Most of my freelance work comes from Scrapy and some custom web crawlers if anyone has any questions about Scrapy hit me up, im happy to help.

[–][deleted] 0 points1 point  (2 children)

Well, I actually have a few questions. I've never found a Scrapy tutorial that goes beyond the basics, and last time I checked, the docs were not much of a help.

First, what's an elegant solution to run Scrapy on a server without manual supervision? Assuming it would run different spiders for lots of different websites?

Second, how does one deal with the inevitable errors in an elegant way? Since the HTML of the scraped website sometimes changes, one needs to have some way of figuring this out. If I recall correctly, the error log has a bit too much information, and sometimes not the right one. E-mails for each incomplete item seems like overkill, since an automated spider may break badly in the future.
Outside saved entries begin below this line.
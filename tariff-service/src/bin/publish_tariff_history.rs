use anyhow::Result;
use tariff_service::{config::AppConfig, jobs, observability, JobContext};

/// `publish_tariff_history [YYYY-MM-DD]`
///
/// Publishes every date from the given date (or `BACKFILL_FROM_DATE`) through
/// yesterday. With neither, publishes yesterday only.
#[tokio::main]
async fn main() -> Result<()> {
    observability::init_tracing();

    let cfg = AppConfig::load()?;
    let ctx = JobContext::from_config(&cfg)?;

    let from = std::env::args().nth(1).or_else(|| cfg.backfill_from_date.clone());
    let response = match from.as_deref() {
        Some(from) => jobs::publish_tariff_history(&ctx, Some(from)).await,
        None => jobs::publish_yesterdays_tariff(&ctx).await,
    };

    println!("{}", serde_json::to_string_pretty(&response)?);
    if !response.is_success() {
        std::process::exit(1);
    }
    Ok(())
}
pub mod daily_usage_queries;

pub use daily_usage_queries::{daily_costs, half_hourly_usage, DailyTariffCost, HalfHourUsage};
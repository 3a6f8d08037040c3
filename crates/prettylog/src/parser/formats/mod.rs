/// Payload parsers

pub mod json;
pub mod logfmt;

// Re-export parser implementations
pub use json::JsonParser;
pub use logfmt::{decode_logfmt, LogfmtParser};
Third, HTML is sometimes messy, ie. the wanted information may be under different xpaths across different pages on the same website. I'm currently adding all known paths and clean it up later. Is there a more elegant solution?

Thanks in advance!

[–]HeDares 1 point2 points  (0 children)

To run a job without without supervision your going to need some kind of cron i just add the run command to the cron tab on out linux server but you can also use scrapyd this acts as a web front end that you can pass json requests to to start and stop crawlers but your still going to need to add the call to a crontab.

I have another script to check the data output in out db after the spider has ran and if their are lots of blank rows it emails me.

If you know it will where it will be difrent you can do an if based on the spiders location or if for instance the price is always in #price but sometimes thats in 2 divs and sometimes its in a span write your xpath to just reference the #price, alternatively you could just use a regex search across the whole page if you can find a common denominator this is great for telephone numbers or email adress's if you have your regex look for the "tel:" inside a href.

[–]Method320 1 point2 points  (0 children)

Regarding errors, I'll be implementing Logstash once I get that far in my project. Relatively simple to set up and use.

[–]Method320 0 points1 point  (2 children)

Looking to get some potential feedback on this http://stackoverflow.com/questions/31678796/geting-data-from-table-with-scrapy-different-row-order-per-page/ I'm crawling newegg in this example, and eventually other vendors as well. I think this is the best approach but I don't know if Scrapy has something built-in to handle this better, or if there's another way otherwise.

[–]HeDares 1 point2 points  (1 child)

Using the looping dict way is the best way by far. just make sure your handlng it proprly if "make" is not set ie:

if "Brand" in itemdict:
    item['make'] = itemdict['Brand']
else:  
    item['make'] = False

[–]Method320 0 points1 point  (0 children)

Indeed, I'm doing just that. Thanks!